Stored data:
◇ ◇ ◇
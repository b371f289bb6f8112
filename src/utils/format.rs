use itertools::Itertools;

/// Renders `val` with `precision` significant digits in `%g` style:
/// trailing zeros dropped, scientific notation for very small or large magnitudes.
///
/// 102.0 -> "102"
/// 0.000123456789 -> "0.000123457"
/// 12345678.0 -> "1.23457e+07"
pub fn format_sig(val: f64, precision: usize) -> String {
    if !val.is_finite() {
        return format!("{}", val);
    }
    if val == 0.0 {
        return "0".to_string();
    }
    let precision = precision.max(1);

    // Round first so the exponent reflects carries like 999999.5 -> 1e6.
    let sci = format!("{:.*e}", precision - 1, val);
    let (mantissa, exp) = match sci.split_once('e') {
        Some((m, e)) => (m, e.parse::<i32>().unwrap_or(0)),
        None => (sci.as_str(), 0),
    };

    if exp < -4 || exp >= precision as i32 {
        let sign = if exp < 0 { '-' } else { '+' };
        format!(
            "{}e{}{:02}",
            strip_trailing_zeros(mantissa),
            sign,
            exp.unsigned_abs()
        )
    } else {
        let decimals = (precision as i32 - 1 - exp).max(0) as usize;
        strip_trailing_zeros(&format!("{:.*}", decimals, val)).to_string()
    }
}

fn strip_trailing_zeros(s: &str) -> &str {
    if s.contains('.') {
        s.trim_end_matches('0').trim_end_matches('.')
    } else {
        s
    }
}

/// Truncates toward zero and groups thousands with commas: 1234567.9 -> "1,234,567".
pub fn format_grouped_int(val: f64) -> String {
    if !val.is_finite() {
        return format!("{}", val);
    }
    let int = val.trunc() as i64;
    let digits = int.unsigned_abs().to_string();
    let grouped = digits
        .as_bytes()
        .rchunks(3)
        .rev()
        .map(|chunk| std::str::from_utf8(chunk).unwrap_or_default())
        .join(",");
    if int < 0 {
        format!("-{}", grouped)
    } else {
        grouped
    }
}
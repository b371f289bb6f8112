use anyhow::{Result, anyhow};
use chrono::{DateTime, FixedOffset, Offset, Utc};

pub struct TimeUtils;

impl TimeUtils {
    pub const MS_IN_S: i64 = 1000;
    pub const MS_IN_MIN: i64 = Self::MS_IN_S * 60;
    pub const MS_IN_3_MIN: i64 = Self::MS_IN_S * 60 * 3;
    pub const MS_IN_5_MIN: i64 = Self::MS_IN_S * 60 * 5;
    pub const MS_IN_15_MIN: i64 = Self::MS_IN_S * 60 * 15;
    pub const MS_IN_30_MIN: i64 = Self::MS_IN_S * 60 * 30;
    pub const MS_IN_H: i64 = Self::MS_IN_MIN * 60;
    pub const MS_IN_2_H: i64 = Self::MS_IN_MIN * 60 * 2;
    pub const MS_IN_4_H: i64 = Self::MS_IN_MIN * 60 * 4;
    pub const MS_IN_6_H: i64 = Self::MS_IN_MIN * 60 * 6;
    pub const MS_IN_8_H: i64 = Self::MS_IN_MIN * 60 * 8;
    pub const MS_IN_12_H: i64 = Self::MS_IN_MIN * 60 * 12;
    pub const MS_IN_D: i64 = Self::MS_IN_H * 24;
    pub const MS_IN_3_D: i64 = Self::MS_IN_H * 24 * 3;
    pub const MS_IN_W: i64 = Self::MS_IN_D * 7;
    pub const MS_IN_1_M: i64 = Self::MS_IN_D * 30;
    pub const DISPLAY_TIME_FORMAT: &str = "%Y-%m-%d %H:%M%:z";

    /// Convert interval in milliseconds to a Binance-style shorthand (e.g. `30m`, `1h`).
    pub fn interval_to_string(interval_ms: i64) -> &'static str {
        match interval_ms {
            Self::MS_IN_S => "1s",
            Self::MS_IN_MIN => "1m",
            Self::MS_IN_3_MIN => "3m",
            Self::MS_IN_5_MIN => "5m",
            Self::MS_IN_15_MIN => "15m",
            Self::MS_IN_30_MIN => "30m",
            Self::MS_IN_H => "1h",
            Self::MS_IN_2_H => "2h",
            Self::MS_IN_4_H => "4h",
            Self::MS_IN_6_H => "6h",
            Self::MS_IN_8_H => "8h",
            Self::MS_IN_12_H => "12h",
            Self::MS_IN_D => "1d",
            Self::MS_IN_3_D => "3d",
            Self::MS_IN_W => "1w",
            Self::MS_IN_1_M => "1M",
            _ => "unknown",
        }
    }

    /// Whole-hour UTC offset used to display bar times.
    pub fn display_offset(hours: i32) -> Result<FixedOffset> {
        hours
            .checked_mul(3600)
            .and_then(FixedOffset::east_opt)
            .ok_or_else(|| anyhow!("UTC offset of {} hours is out of range", hours))
    }

    pub fn display_offset_or_utc(hours: i32) -> FixedOffset {
        Self::display_offset(hours).unwrap_or_else(|_| Utc.fix())
    }

    pub fn epoch_ms_to_offset(
        epoch_ms: i64,
        offset: &FixedOffset,
    ) -> Option<DateTime<FixedOffset>> {
        DateTime::from_timestamp_millis(epoch_ms).map(|dt| dt.with_timezone(offset))
    }

    pub fn format_display(dt: &DateTime<FixedOffset>) -> String {
        dt.format(Self::DISPLAY_TIME_FORMAT).to_string()
    }
}
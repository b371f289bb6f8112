use std::time::Duration;

/// Courtesy pause after every `every` symbols, to stay well inside exchange rate limits.
#[derive(Debug, Clone, Copy)]
pub struct Throttle {
    every: usize,
    pause: Duration,
}

impl Throttle {
    pub fn new(every: usize, pause: Duration) -> Self {
        Self { every, pause }
    }

    /// Never pauses.
    pub fn disabled() -> Self {
        Self::new(0, Duration::ZERO)
    }

    /// True when `processed` (1-based count) closes a batch.
    pub fn should_pause(&self, processed: usize) -> bool {
        self.every > 0 && !self.pause.is_zero() && processed > 0 && processed % self.every == 0
    }

    pub async fn tick(&self, processed: usize) {
        if self.should_pause(processed) {
            log::debug!("Processed {} symbols, pausing {:?}", processed, self.pause);
            tokio::time::sleep(self.pause).await;
        }
    }
}
mod pipeline;
mod scanner;
mod throttle;

pub use pipeline::run_scan;
pub use scanner::{ScanSummary, Scanner, SkipReason, SymbolOutcome, evaluate_series};
pub use throttle::Throttle;
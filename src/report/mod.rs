//! Ordering, rendering and delivery of a run's matches.

mod digest;
mod notifier;
mod reporter;

pub use digest::{no_matches_message, render_digest, render_table, sort_matches};
pub use notifier::{ConsoleNotifier, Notifier, TelegramNotifier};
pub use reporter::{Report, Reporter};
use {
    crate::config::TelegramCredentials,
    anyhow::{Context, Result, bail},
    async_trait::async_trait,
    reqwest::Client,
    serde::Deserialize,
    std::time::Duration,
};

const TELEGRAM_API_BASE: &str = "https://api.telegram.org";
const TELEGRAM_TIMEOUT: Duration = Duration::from_secs(20);

/// Delivers a plain-text message somewhere a human will read it.
#[async_trait]
pub trait Notifier: Send + Sync {
    async fn send(&self, text: &str) -> Result<()>;
}

/// Prints to stdout. Used when no push credentials are configured.
pub struct ConsoleNotifier;

#[async_trait]
impl Notifier for ConsoleNotifier {
    async fn send(&self, text: &str) -> Result<()> {
        println!("{}", text);
        Ok(())
    }
}

#[derive(Debug, Deserialize)]
struct TelegramResponse {
    ok: bool,
    #[serde(default)]
    description: Option<String>,
}

pub struct TelegramNotifier {
    client: Client,
    credentials: TelegramCredentials,
    base_url: String,
}

impl TelegramNotifier {
    pub fn new(credentials: TelegramCredentials) -> Self {
        Self::with_base_url(credentials, TELEGRAM_API_BASE)
    }

    pub fn with_base_url(credentials: TelegramCredentials, base_url: &str) -> Self {
        let client = Client::builder()
            .timeout(TELEGRAM_TIMEOUT)
            .build()
            .unwrap_or_else(|_| Client::new());

        Self {
            client,
            credentials,
            base_url: base_url.trim_end_matches('/').to_string(),
        }
    }

    fn send_message_url(&self) -> String {
        format!("{}/bot{}/sendMessage", self.base_url, self.credentials.token)
    }
}

#[async_trait]
impl Notifier for TelegramNotifier {
    async fn send(&self, text: &str) -> Result<()> {
        let response = self
            .client
            .post(self.send_message_url())
            .form(&[("chat_id", self.credentials.chat_id.as_str()), ("text", text)])
            .send()
            .await
            .context("Telegram request failed")?;

        let status = response.status();
        let body = response.text().await.unwrap_or_default();
        if !status.is_success() {
            bail!("Telegram returned {}: {}", status, body);
        }

        // A 200 can still carry ok=false
        if let Ok(parsed) = serde_json::from_str::<TelegramResponse>(&body) {
            if !parsed.ok {
                bail!(
                    "Telegram rejected the message: {}",
                    parsed.description.unwrap_or_default()
                );
            }
        }
        Ok(())
    }
}
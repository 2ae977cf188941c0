//! Subscriber setup
//!
//! Human-readable events go to stderr, which keeps a CSV streamed to stdout
//! intact. With `logging.local_enabled` each event is also written as one
//! JSON line to a rolling file in `logging.local_path`.

use crate::config::LoggingConfig;
use crate::domain::{ExporterError, Result};
use tracing::Level;
use tracing_appender::non_blocking::WorkerGuard;
use tracing_appender::rolling::{RollingFileAppender, Rotation};
use tracing_subscriber::fmt;
use tracing_subscriber::layer::SubscriberExt;
use tracing_subscriber::util::SubscriberInitExt;
use tracing_subscriber::EnvFilter;

/// Log file name inside `logging.local_path`
pub const LOG_FILE_NAME: &str = "order-exporter.log";

/// Flushes the file writer when dropped; hold it until exit
pub struct LoggingGuard {
    file_guard: Option<WorkerGuard>,
}

impl LoggingGuard {
    fn new(file_guard: Option<WorkerGuard>) -> Self {
        Self { file_guard }
    }

    /// Whether a file layer is attached
    pub fn has_file_output(&self) -> bool {
        self.file_guard.is_some()
    }
}

/// Install the global subscriber
///
/// `RUST_LOG` wins when set. Otherwise only `order_exporter` events at
/// `level` or above pass.
///
/// # Errors
///
/// Returns a configuration error for an unknown level, a log directory that
/// cannot be created, or a subscriber that is already installed.
///
/// # Example
///
/// ```no_run
/// use order_exporter::config::LoggingConfig;
/// use order_exporter::logging::init_logging;
///
/// let _guard = init_logging("info", &LoggingConfig::default())
///     .expect("Failed to initialize logging");
/// ```
pub fn init_logging(level: &str, config: &LoggingConfig) -> Result<LoggingGuard> {
    let level = parse_log_level(level)?;
    let filter = EnvFilter::try_from_default_env()
        .unwrap_or_else(|_| EnvFilter::new(format!("order_exporter={level}")));

    let file = if config.local_enabled {
        std::fs::create_dir_all(&config.local_path).map_err(|e| {
            ExporterError::Configuration(format!(
                "Failed to create log directory {}: {e}",
                config.local_path
            ))
        })?;
        let appender = RollingFileAppender::new(
            parse_rotation(&config.local_rotation),
            &config.local_path,
            LOG_FILE_NAME,
        );
        let (writer, guard) = tracing_appender::non_blocking(appender);
        let layer = fmt::layer()
            .json()
            .with_current_span(false)
            .with_writer(writer);
        Some((layer, guard))
    } else {
        None
    };
    let (file_layer, file_guard) = file.unzip();

    tracing_subscriber::registry()
        .with(filter)
        .with(fmt::layer().with_writer(std::io::stderr))
        .with(file_layer)
        .try_init()
        .map_err(|e| ExporterError::Configuration(format!("Failed to install logger: {e}")))?;

    tracing::debug!(
        %level,
        file = config.local_enabled,
        path = %config.local_path,
        "Logging initialized"
    );

    Ok(LoggingGuard::new(file_guard))
}

/// Parse a `trace`..`error` level name, case-insensitively
///
/// # Errors
///
/// Returns a configuration error naming the accepted levels
pub fn parse_log_level(name: &str) -> Result<Level> {
    name.parse::<Level>().map_err(|_| {
        ExporterError::Configuration(format!(
            "Invalid log level: {name}. Must be one of: trace, debug, info, warn, error"
        ))
    })
}

/// `hourly` and `never` are honoured; anything else rotates daily
fn parse_rotation(rotation: &str) -> Rotation {
    match rotation {
        "hourly" => Rotation::HOURLY,
        "never" => Rotation::NEVER,
        _ => Rotation::DAILY,
    }
}
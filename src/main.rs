// Order Exporter - Completed orders to CSV with exported-flag tracking
// Copyright (c) 2025 Order Exporter Contributors
// Licensed under the MIT License

use clap::Parser;
use order_exporter::cli::{Cli, Commands};
use order_exporter::config::{load_config, LoggingConfig};
use order_exporter::log_error_with_context;
use order_exporter::logging::init_logging;
use std::process;

#[tokio::main]
async fn main() {
    // Load environment variables from .env file if present
    let _ = dotenvy::dotenv();

    let cli = Cli::parse();

    // Logging settings come from the config file when it loads; commands
    // report config errors themselves.
    let file_config = match &cli.command {
        Commands::Init(_) => None,
        _ => load_config(&cli.config).ok(),
    };
    let log_level = cli
        .log_level
        .clone()
        .or_else(|| file_config.as_ref().map(|c| c.application.log_level.clone()))
        .unwrap_or_else(|| "info".to_string());
    let logging_config = file_config
        .map(|c| c.logging)
        .unwrap_or_else(LoggingConfig::default);

    let guard = match init_logging(&log_level, &logging_config) {
        Ok(guard) => guard,
        Err(e) => {
            eprintln!("Failed to initialize logging: {e}");
            process::exit(5);
        }
    };

    tracing::info!(
        version = env!("CARGO_PKG_VERSION"),
        "Order Exporter - completed orders to CSV"
    );

    let exit_code = match execute_command(&cli).await {
        Ok(code) => code,
        Err(e) => {
            log_error_with_context!(e, "Command execution failed");
            eprintln!("Error: {e}");
            5 // Fatal error exit code
        }
    };

    // process::exit skips destructors; flush the file writer first
    drop(guard);
    process::exit(exit_code);
}

/// Execute the CLI command
async fn execute_command(cli: &Cli) -> anyhow::Result<i32> {
    match &cli.command {
        Commands::Export(args) => args.execute(&cli.config).await,
        Commands::Unset(args) => args.execute(&cli.config).await,
        Commands::Status(args) => args.execute(&cli.config).await,
        Commands::ValidateConfig(args) => args.execute(&cli.config).await,
        Commands::Init(args) => args.execute().await,
    }
}
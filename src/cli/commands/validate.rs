//! Validate config command implementation
//!
//! This module implements the `validate-config` command for validating
//! the exporter configuration file.

use super::{EXIT_CONFIG, EXIT_FATAL, EXIT_OK};
use crate::adapters::store::create_stores;
use crate::config::load_config;
use crate::core::settings::ExportSettings;
use clap::Args;

/// Arguments for the validate-config command
#[derive(Args, Debug, Default)]
pub struct ValidateArgs {
    /// Also open the store and read the export settings
    #[arg(long)]
    pub check_store: bool,
}

impl ValidateArgs {
    /// Execute the validate-config command
    pub async fn execute(&self, config_path: &str) -> anyhow::Result<i32> {
        tracing::info!(config_path = %config_path, "Validating configuration");

        println!("🔍 Validating configuration file: {config_path}");
        println!();

        let config = match load_config(config_path) {
            Ok(c) => {
                println!("✅ Configuration is valid");
                c
            }
            Err(e) => {
                println!("❌ Configuration validation failed");
                println!("   Error: {e}");
                println!();
                return Ok(EXIT_CONFIG);
            }
        };

        println!();
        println!("Configuration Summary:");
        println!("  Log Level: {}", config.application.log_level);
        println!("  Dry Run: {}", config.application.dry_run);
        println!("  Store Backend: {:?}", config.effective_backend());
        println!("  Store Path: {}", config.store.path);
        println!("  Output Directory: {}", config.export.output_dir);
        println!("  Filename Prefix: {}", config.export.filename_prefix);
        println!("  Action Token: [REDACTED]");
        println!(
            "  Operator Capabilities: {}",
            config.security.operator_capabilities.join(", ")
        );
        println!("  Local Logging: {}", config.logging.local_enabled);
        println!();

        if !self.check_store {
            return Ok(EXIT_OK);
        }

        let settings = match create_stores(&config).await {
            Ok((_, settings_store)) => ExportSettings::load(settings_store.as_ref()).await,
            Err(e) => Err(e),
        };

        match settings {
            Ok(settings) => {
                println!("✅ Store opened");
                println!(
                    "  Custom Fields: {}",
                    if settings.custom_field_names().is_empty() {
                        "(none)".to_string()
                    } else {
                        settings.custom_field_names().join(", ")
                    }
                );
                println!("  Exported Flag: {:?}", settings.marker_field_name());
                if settings.has_empty_marker() {
                    println!("  ⚠️  Exported flag name is empty; the empty key will be used");
                }
                println!();
                Ok(EXIT_OK)
            }
            Err(e) => {
                println!("❌ Failed to read the store");
                println!("   Error: {e}");
                println!();
                Ok(EXIT_FATAL)
            }
        }
    }
}
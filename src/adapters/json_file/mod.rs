//! JSON snapshot file store
//!
//! A single JSON document holding the site options and every order. Stands
//! in for the shop database when the exporter runs as a standalone CLI.

pub mod adapter;
pub mod models;

pub use adapter::JsonFileStore;
pub use models::Snapshot;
◇ ◇ ◇
What you are asked to do: From the records, copy every line that has the string "reporter" in it.

The answer:
mod reporter;
pub use reporter::{Report, Reporter};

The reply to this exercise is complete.